## [Work required]
What is needed is the whole of the data, set down exactly.

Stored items
┌──

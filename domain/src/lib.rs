//! Domain layer for taskforce
//!
//! This crate contains the core types of the ledger-driven coordinator.
//! It has no dependencies on infrastructure or presentation concerns.
//!
//! # Core Concepts
//!
//! ## Ledgers
//!
//! The coordinator keeps two ledgers:
//!
//! - **Task Ledger**: facts, educated guesses and a step-by-step plan,
//!   replaced wholesale (with a new version) on every replan
//! - **Progress Ledger**: recomputed each cycle; is the request satisfied,
//!   is the team making progress, is it looping, who speaks next and with
//!   which instruction
//!
//! ## Stalls
//!
//! Consecutive cycles without progress are counted by [`StallCounter`];
//! reaching the threshold triggers a replan.
//!
//! ## Constrained execution
//!
//! [`ConstraintConfig`] lets an operator inject a fault class into code
//! execution on a scheduled attempt and records every attempt as an
//! [`ExecutionRecord`].

pub mod agent;
pub mod constraint;
pub mod conversation;
pub mod core;
pub mod ledger;
pub mod orchestration;
pub mod prompt;

// Re-export commonly used types
pub use agent::{
    descriptor::{AgentDescriptor, AgentKind, Capability, ORCHESTRATOR_NAME, USER_TASK_SENDER},
    validation::{Diagnostic, DiagnosticCode, Severity},
};
pub use constraint::{ConstraintConfig, ConstraintError, ExecutionRecord, FaultClass, InputType};
pub use conversation::{
    CodeBlock, ConversationHistory, Message, MessageKind, extract_code_blocks, since_last,
    transcript,
};
pub use core::{
    model::{ClientCapability, ModelCapabilities, ModelInfo},
    output_format::OutputFormat,
};
pub use ledger::{
    LedgerAnswer, LedgerParseError, ProgressLedger, TaskLedger, TaskLedgerDraft,
    parse_progress_ledger, parse_task_ledger,
};
pub use orchestration::{CoordinatorState, RunStatus, StallCounter, StopReason};
pub use prompt::{AgentPromptTemplate, OrchestratorPromptTemplate};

└──

## [Exercise result]
filename domain/src/lib.rs
//! Domain layer for taskforce
//!
//! This crate contains the core types of the ledger-driven coordinator.
//! It has no dependencies on infrastructure or presentation concerns.
//!
//! # Core Concepts
//!
//! ## Ledgers
//!
//! The coordinator keeps two ledgers:
//!
//! - **Task Ledger**: facts, educated guesses and a step-by-step plan,
//!   replaced wholesale (with a new version) on every replan
//! - **Progress Ledger**: recomputed each cycle; is the request satisfied,
//!   is the team making progress, is it looping, who speaks next and with
//!   which instruction
//!
//! ## Stalls
//!
//! Consecutive cycles without progress are counted by [`StallCounter`];
//! reaching the threshold triggers a replan.
//!
//! ## Constrained execution
//!
//! [`ConstraintConfig`] lets an operator inject a fault class into code
//! execution on a scheduled attempt and records every attempt as an
//! [`ExecutionRecord`].

pub mod agent;
pub mod constraint;
pub mod conversation;
pub mod core;
pub mod ledger;
pub mod orchestration;
pub mod prompt;

// Re-export commonly used types
pub use agent::{
    descriptor::{AgentDescriptor, AgentKind, Capability, ORCHESTRATOR_NAME, USER_TASK_SENDER},
    validation::{Diagnostic, DiagnosticCode, Severity},
};
pub use constraint::{ConstraintConfig, ConstraintError, ExecutionRecord, FaultClass, InputType};
pub use conversation::{
    CodeBlock, ConversationHistory, Message, MessageKind, extract_code_blocks, since_last,
    transcript,
};
pub use core::{
    model::{ClientCapability, ModelCapabilities, ModelInfo},
    output_format::OutputFormat,
};
pub use ledger::{
    LedgerAnswer, LedgerParseError, ProgressLedger, TaskLedger, TaskLedgerDraft,
    parse_progress_ledger, parse_task_ledger,
};
pub use orchestration::{CoordinatorState, RunStatus, StallCounter, StopReason};
pub use prompt::{AgentPromptTemplate, OrchestratorPromptTemplate};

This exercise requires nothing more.